*** Opening of RECORDS FOR THIS TASK ***

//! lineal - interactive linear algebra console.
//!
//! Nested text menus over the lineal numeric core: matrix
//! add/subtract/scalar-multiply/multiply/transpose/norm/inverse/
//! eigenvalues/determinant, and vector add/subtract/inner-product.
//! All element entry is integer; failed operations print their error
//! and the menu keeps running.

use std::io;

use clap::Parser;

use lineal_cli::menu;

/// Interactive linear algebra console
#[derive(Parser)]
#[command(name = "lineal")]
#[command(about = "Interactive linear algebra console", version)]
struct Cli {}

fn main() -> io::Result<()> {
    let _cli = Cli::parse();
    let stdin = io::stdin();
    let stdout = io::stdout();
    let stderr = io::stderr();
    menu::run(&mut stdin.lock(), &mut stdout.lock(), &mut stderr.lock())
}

*** Close of RECORDS FOR THIS TASK ***
*** Opening of RECORDS FOR THIS TASK ***

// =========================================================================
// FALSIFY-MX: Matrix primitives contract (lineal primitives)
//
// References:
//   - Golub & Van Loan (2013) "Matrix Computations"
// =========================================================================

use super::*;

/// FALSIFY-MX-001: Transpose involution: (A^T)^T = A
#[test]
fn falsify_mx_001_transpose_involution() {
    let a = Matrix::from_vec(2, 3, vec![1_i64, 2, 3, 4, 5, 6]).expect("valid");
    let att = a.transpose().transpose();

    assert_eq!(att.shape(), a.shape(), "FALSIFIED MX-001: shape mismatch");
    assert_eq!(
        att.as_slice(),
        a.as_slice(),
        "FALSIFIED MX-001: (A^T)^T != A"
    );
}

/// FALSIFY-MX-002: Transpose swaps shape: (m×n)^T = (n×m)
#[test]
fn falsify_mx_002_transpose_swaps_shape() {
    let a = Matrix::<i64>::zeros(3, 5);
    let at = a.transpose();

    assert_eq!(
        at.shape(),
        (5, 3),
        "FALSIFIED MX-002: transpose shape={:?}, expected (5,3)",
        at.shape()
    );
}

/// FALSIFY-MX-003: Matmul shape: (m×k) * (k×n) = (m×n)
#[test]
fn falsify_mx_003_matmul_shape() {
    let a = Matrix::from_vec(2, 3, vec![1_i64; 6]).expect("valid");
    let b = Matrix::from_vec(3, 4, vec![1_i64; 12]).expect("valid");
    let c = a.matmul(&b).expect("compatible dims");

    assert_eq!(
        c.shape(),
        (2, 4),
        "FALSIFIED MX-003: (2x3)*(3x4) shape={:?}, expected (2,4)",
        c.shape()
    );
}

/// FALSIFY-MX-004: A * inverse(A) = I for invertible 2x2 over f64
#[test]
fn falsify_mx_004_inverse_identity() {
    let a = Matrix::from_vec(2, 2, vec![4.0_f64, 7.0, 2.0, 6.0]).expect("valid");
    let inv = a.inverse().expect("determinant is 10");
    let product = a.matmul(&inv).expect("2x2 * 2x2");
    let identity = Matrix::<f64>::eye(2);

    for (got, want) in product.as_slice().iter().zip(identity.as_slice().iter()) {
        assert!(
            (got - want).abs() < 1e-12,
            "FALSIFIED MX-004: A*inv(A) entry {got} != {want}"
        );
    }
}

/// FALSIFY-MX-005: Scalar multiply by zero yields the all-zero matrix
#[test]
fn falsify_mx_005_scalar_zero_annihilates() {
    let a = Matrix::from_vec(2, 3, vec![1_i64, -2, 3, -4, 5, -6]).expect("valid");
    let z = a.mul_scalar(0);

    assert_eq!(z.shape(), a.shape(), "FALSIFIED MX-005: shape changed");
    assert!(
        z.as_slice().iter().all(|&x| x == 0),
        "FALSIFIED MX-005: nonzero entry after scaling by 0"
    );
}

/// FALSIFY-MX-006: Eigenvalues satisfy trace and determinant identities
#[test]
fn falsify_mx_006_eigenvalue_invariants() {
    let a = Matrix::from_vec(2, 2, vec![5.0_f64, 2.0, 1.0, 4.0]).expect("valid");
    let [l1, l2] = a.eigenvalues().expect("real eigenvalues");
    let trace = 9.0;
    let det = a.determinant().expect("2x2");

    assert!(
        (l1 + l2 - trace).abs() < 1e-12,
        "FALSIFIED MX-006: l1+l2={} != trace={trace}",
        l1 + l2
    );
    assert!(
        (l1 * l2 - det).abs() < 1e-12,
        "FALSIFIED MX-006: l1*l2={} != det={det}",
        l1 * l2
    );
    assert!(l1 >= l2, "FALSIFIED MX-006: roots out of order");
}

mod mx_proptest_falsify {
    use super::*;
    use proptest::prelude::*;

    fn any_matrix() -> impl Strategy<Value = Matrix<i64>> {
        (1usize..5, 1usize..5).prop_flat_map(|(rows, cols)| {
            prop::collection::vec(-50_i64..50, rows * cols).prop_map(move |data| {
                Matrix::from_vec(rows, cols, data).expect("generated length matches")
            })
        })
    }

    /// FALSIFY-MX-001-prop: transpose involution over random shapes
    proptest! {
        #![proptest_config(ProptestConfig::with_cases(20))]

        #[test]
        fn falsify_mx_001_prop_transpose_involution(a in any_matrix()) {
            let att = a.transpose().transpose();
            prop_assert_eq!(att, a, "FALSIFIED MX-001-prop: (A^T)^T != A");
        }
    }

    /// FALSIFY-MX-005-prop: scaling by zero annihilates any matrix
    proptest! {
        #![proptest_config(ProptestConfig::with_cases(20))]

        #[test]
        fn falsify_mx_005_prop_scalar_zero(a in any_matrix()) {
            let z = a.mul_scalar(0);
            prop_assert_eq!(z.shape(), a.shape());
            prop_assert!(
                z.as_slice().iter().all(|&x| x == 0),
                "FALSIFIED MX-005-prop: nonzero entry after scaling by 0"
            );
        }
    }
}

*** Close of RECORDS FOR THIS TASK ***
*** Opening of RECORDS FOR THIS TASK ***

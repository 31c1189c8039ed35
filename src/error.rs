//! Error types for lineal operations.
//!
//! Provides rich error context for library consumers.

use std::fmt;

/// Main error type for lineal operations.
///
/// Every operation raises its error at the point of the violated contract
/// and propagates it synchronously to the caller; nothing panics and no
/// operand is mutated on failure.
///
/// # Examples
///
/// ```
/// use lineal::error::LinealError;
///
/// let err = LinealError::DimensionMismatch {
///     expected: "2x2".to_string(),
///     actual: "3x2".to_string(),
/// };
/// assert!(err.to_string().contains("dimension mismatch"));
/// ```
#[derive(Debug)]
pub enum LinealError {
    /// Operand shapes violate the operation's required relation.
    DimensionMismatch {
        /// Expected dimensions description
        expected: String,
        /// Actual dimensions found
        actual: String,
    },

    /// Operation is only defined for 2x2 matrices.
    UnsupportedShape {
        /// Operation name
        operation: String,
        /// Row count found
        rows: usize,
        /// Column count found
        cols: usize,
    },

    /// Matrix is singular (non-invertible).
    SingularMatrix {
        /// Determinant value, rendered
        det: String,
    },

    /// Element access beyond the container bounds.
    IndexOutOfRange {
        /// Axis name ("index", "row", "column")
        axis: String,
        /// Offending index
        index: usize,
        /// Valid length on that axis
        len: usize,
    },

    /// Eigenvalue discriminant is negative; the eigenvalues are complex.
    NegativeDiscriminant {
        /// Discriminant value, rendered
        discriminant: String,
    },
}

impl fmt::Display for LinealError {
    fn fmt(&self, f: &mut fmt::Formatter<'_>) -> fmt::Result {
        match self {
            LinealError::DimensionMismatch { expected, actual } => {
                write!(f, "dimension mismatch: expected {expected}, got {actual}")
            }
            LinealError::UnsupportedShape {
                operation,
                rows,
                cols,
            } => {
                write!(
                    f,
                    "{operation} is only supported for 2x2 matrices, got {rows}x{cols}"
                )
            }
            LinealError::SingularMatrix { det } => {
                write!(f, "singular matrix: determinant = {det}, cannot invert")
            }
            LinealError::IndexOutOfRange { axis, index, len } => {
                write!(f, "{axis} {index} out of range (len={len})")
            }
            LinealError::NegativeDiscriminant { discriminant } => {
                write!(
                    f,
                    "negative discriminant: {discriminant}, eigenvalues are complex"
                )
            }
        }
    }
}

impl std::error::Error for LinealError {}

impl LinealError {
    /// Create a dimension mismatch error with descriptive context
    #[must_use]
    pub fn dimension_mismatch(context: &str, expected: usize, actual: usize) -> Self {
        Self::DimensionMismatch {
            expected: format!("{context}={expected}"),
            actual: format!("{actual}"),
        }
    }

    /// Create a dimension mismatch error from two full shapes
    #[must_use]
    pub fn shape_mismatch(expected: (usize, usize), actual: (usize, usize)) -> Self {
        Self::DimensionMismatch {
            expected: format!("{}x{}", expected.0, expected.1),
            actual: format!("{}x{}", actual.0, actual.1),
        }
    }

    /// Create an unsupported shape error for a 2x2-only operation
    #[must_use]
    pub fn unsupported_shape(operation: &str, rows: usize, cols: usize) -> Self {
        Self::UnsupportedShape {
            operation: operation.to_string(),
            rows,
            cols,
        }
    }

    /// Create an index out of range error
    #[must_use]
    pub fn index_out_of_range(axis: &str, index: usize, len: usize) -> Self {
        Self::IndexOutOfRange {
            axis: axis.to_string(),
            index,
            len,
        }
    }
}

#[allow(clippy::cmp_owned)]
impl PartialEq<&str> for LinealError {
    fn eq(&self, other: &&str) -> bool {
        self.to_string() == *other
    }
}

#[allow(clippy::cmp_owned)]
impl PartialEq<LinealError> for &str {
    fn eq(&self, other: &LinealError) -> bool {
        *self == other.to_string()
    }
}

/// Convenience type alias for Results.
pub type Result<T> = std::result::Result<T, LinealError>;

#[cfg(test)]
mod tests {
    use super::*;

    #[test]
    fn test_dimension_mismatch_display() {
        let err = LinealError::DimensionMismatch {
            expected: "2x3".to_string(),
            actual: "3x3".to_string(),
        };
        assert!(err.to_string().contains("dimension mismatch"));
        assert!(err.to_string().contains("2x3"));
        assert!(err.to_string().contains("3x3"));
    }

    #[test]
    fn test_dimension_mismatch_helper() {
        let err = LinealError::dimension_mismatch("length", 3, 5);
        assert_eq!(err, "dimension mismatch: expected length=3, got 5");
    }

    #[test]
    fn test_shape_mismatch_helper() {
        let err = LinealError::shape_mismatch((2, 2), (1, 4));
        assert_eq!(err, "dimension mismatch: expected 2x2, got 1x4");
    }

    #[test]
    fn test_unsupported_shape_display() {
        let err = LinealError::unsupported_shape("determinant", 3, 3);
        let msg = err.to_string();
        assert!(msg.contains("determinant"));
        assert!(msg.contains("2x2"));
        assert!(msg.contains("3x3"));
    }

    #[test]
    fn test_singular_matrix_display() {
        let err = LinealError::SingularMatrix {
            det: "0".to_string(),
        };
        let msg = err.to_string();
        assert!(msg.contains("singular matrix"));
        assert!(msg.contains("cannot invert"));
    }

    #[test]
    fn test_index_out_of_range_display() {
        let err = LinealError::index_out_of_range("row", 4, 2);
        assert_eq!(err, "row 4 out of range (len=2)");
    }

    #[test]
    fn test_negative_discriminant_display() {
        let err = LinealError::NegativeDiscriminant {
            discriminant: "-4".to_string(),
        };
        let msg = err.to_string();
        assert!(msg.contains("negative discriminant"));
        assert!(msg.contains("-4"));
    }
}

*** Close of RECORDS FOR THIS TASK ***

▶ [AIM OF THE EXERCISE]: Show the lines of the records that contain the word "IndexOutOfRange".

▶ [RESULT OF THIS TASK]:
    IndexOutOfRange {
            LinealError::IndexOutOfRange { axis, index, len } => {
        Self::IndexOutOfRange {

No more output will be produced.